The prosecutor held a license as a chiropractor only but, according to the testimony, it is clear that she undertook to diagnose and prescribe for human complaints. The complaint in the cause is somewhat obscure as to its charge, for

[130 NJL Page 324]

it merely says that prosecutor "did violate section 45:9-22 of Title 45 of the Revised Statutes without first having obtained and filed a license for such practice issued by the State Board of Medical Examiners." Obviously, the statement of conduct constituting the alleged violation was in some way omitted. However, no point was made of this at the hearing, and no point is made of it now, and we construe the complaint as charging that the prosecutor, in the language of the section, either commenced or continued the practice of medicine without having obtained the license required.

The case is submitted on briefs.

The first point made in the brief for the prosecutor is that concededly the witnesses who testified to having consulted the prosecutor with regard to ailments were not suffering from any such ailments and visited her merely for the purpose of obtaining evidence. Be this as it may, they stated conditions for which they desired treatment and that treatment was accorded. This, in our opinion, clearly indicates that the prosecutor did in the particular cases practice medicine in the sense intended by the statute. The circumstances are similar to those in Pinkus v. MacMahon, 129 N.J.L. 367.

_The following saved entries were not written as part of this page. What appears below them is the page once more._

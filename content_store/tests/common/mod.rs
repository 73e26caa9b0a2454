use std::{
    fmt,
    sync::{
        atomic::{AtomicBool, AtomicU64, AtomicUsize, Ordering},
        Arc,
    },
    time::Duration,
};

use async_trait::async_trait;
use bytes::Bytes;
use futures::{
    stream::{self, BoxStream},
    StreamExt,
    TryStreamExt,
};
use object_store::{
    memory::InMemory,
    path::Path,
    GetOptions,
    GetResult,
    GetResultPayload,
    ListResult,
    MultipartUpload,
    ObjectMeta,
    ObjectStore,
    PutMultipartOpts,
    PutOptions,
    PutPayload,
    PutResult,
    Result,
};

/// Size of the pieces read bodies are served in.
#[allow(dead_code)]
pub const BODY_CHUNK: usize = 1024;

/// In-memory backend that counts calls and fails on demand. Read bodies are
/// served in `BODY_CHUNK` pieces.
#[derive(Debug, Default)]
pub struct FaultyStore {
    pub inner: InMemory,
    failing: AtomicBool,
    fail_next: AtomicUsize,
    read_delay_ms: AtomicU64,
    pub calls: AtomicUsize,
    pub puts: AtomicUsize,
    pub multipart_puts: AtomicUsize,
    pub reads: AtomicUsize,
    pub deletes: AtomicUsize,
    /// Body pieces handed to readers.
    pub body_chunks: Arc<AtomicUsize>,
    /// Read bodies not yet dropped.
    pub open_bodies: Arc<AtomicUsize>,
}

/// Decrements the open body count when the body stream is dropped.
struct BodyGuard(Arc<AtomicUsize>);

impl Drop for BodyGuard {
    fn drop(&mut self) {
        self.0.fetch_sub(1, Ordering::SeqCst);
    }
}

#[allow(dead_code)]
impl FaultyStore {
    pub fn new() -> Arc<Self> {
        Arc::new(Self::default())
    }

    /// Fail every call until switched off.
    pub fn set_failing(&self, failing: bool) {
        self.failing.store(failing, Ordering::SeqCst);
    }

    /// Fail only the next `n` calls.
    pub fn fail_next(&self, n: usize) {
        self.fail_next.store(n, Ordering::SeqCst);
    }

    /// Delay every body piece by `delay`.
    pub fn set_read_delay(&self, delay: Duration) {
        self.read_delay_ms
            .store(delay.as_millis() as u64, Ordering::SeqCst);
    }

    pub fn calls(&self) -> usize {
        self.calls.load(Ordering::SeqCst)
    }

    fn enter(&self, counter: &AtomicUsize) -> Result<()> {
        self.calls.fetch_add(1, Ordering::SeqCst);
        counter.fetch_add(1, Ordering::SeqCst);
        let injected = self.failing.load(Ordering::SeqCst)
            || self
                .fail_next
                .fetch_update(Ordering::SeqCst, Ordering::SeqCst, |n| n.checked_sub(1))
                .is_ok();
        if injected {
            return Err(object_store::Error::Generic {
                store: "FaultyStore",
                source: "injected failure".into(),
            });
        }
        Ok(())
    }
}

impl fmt::Display for FaultyStore {
    fn fmt(&self, f: &mut fmt::Formatter<'_>) -> fmt::Result {
        write!(f, "FaultyStore({})", self.inner)
    }
}

#[async_trait]
impl ObjectStore for FaultyStore {
    async fn put_opts(
        &self,
        location: &Path,
        payload: PutPayload,
        opts: PutOptions,
    ) -> Result<PutResult> {
        self.enter(&self.puts)?;
        self.inner.put_opts(location, payload, opts).await
    }

    async fn put_multipart_opts(
        &self,
        location: &Path,
        opts: PutMultipartOpts,
    ) -> Result<Box<dyn MultipartUpload>> {
        self.enter(&self.multipart_puts)?;
        self.inner.put_multipart_opts(location, opts).await
    }

    async fn get_opts(&self, location: &Path, options: GetOptions) -> Result<GetResult> {
        self.enter(&self.reads)?;
        let result = self.inner.get_opts(location, options).await?;
        let GetResult {
            meta,
            range,
            attributes,
            payload,
        } = result;
        let body = match payload {
            GetResultPayload::Stream(body) => body,
            GetResultPayload::File(..) => unreachable!("in-memory reads are streamed"),
        };

        let delay = Duration::from_millis(self.read_delay_ms.load(Ordering::SeqCst));
        let pulled = self.body_chunks.clone();
        self.open_bodies.fetch_add(1, Ordering::SeqCst);
        let guard = BodyGuard(self.open_bodies.clone());
        let body = body
            .map_ok(|data| {
                let pieces: Vec<Result<Bytes>> = (0..data.len())
                    .step_by(BODY_CHUNK)
                    .map(|at| Ok(data.slice(at..(at + BODY_CHUNK).min(data.len()))))
                    .collect();
                stream::iter(pieces)
            })
            .try_flatten()
            .then(move |piece| {
                let pulled = pulled.clone();
                async move {
                    if !delay.is_zero() {
                        tokio::time::sleep(delay).await;
                    }
                    pulled.fetch_add(1, Ordering::SeqCst);
                    piece
                }
            })
            .map(move |piece| {
                let _guard = &guard;
                piece
            })
            .boxed();

        Ok(GetResult {
            payload: GetResultPayload::Stream(body),
            meta,
            range,
            attributes,
        })
    }

    async fn delete(&self, location: &Path) -> Result<()> {
        self.enter(&self.deletes)?;
        self.inner.delete(location).await
    }

    fn list(&self, prefix: Option<&Path>) -> BoxStream<'static, Result<ObjectMeta>> {
        self.inner.list(prefix)
    }

    async fn list_with_delimiter(&self, prefix: Option<&Path>) -> Result<ListResult> {
        self.enter(&self.reads)?;
        self.inner.list_with_delimiter(prefix).await
    }

    async fn copy(&self, from: &Path, to: &Path) -> Result<()> {
        self.inner.copy(from, to).await
    }

    async fn copy_if_not_exists(&self, from: &Path, to: &Path) -> Result<()> {
        self.inner.copy_if_not_exists(from, to).await
    }
}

The second point is in substance the same as that discussed in the Pinkus case, ubi supra (at p. 369), viz., that the language of the definition is so broad as necessarily to cover a mere casual suggestion by A to B that, for example, bicarbonate of soda is good for an acid condition of the stomach; and that even though (as in the Pinkus case also) the situation did not exist, still because it might conceivably exist, the whole act is vitiated: Riccio v. Hoboken, 69 N.J.L. 649. To this we think there are two sufficient answers. The first is that as a matter of reasonable construction, the whole act relates to the practice of medicine, normally for financial reward, and in no way to casual recommendations between relatives and friends: and the second is that even giving the act the broad construction contended for, it is within the power of the legislature constitutionally to say even that such casual recommendations are unlawful.

The third point, which is identical with the third point for the defendants, is that the state has the right to regulate

[130 NJL Page 325]

the practice of medicine. We agree with counsel on both sides as to this point.

The judgment under review will be affirmed, and the writ dismissed, with costs.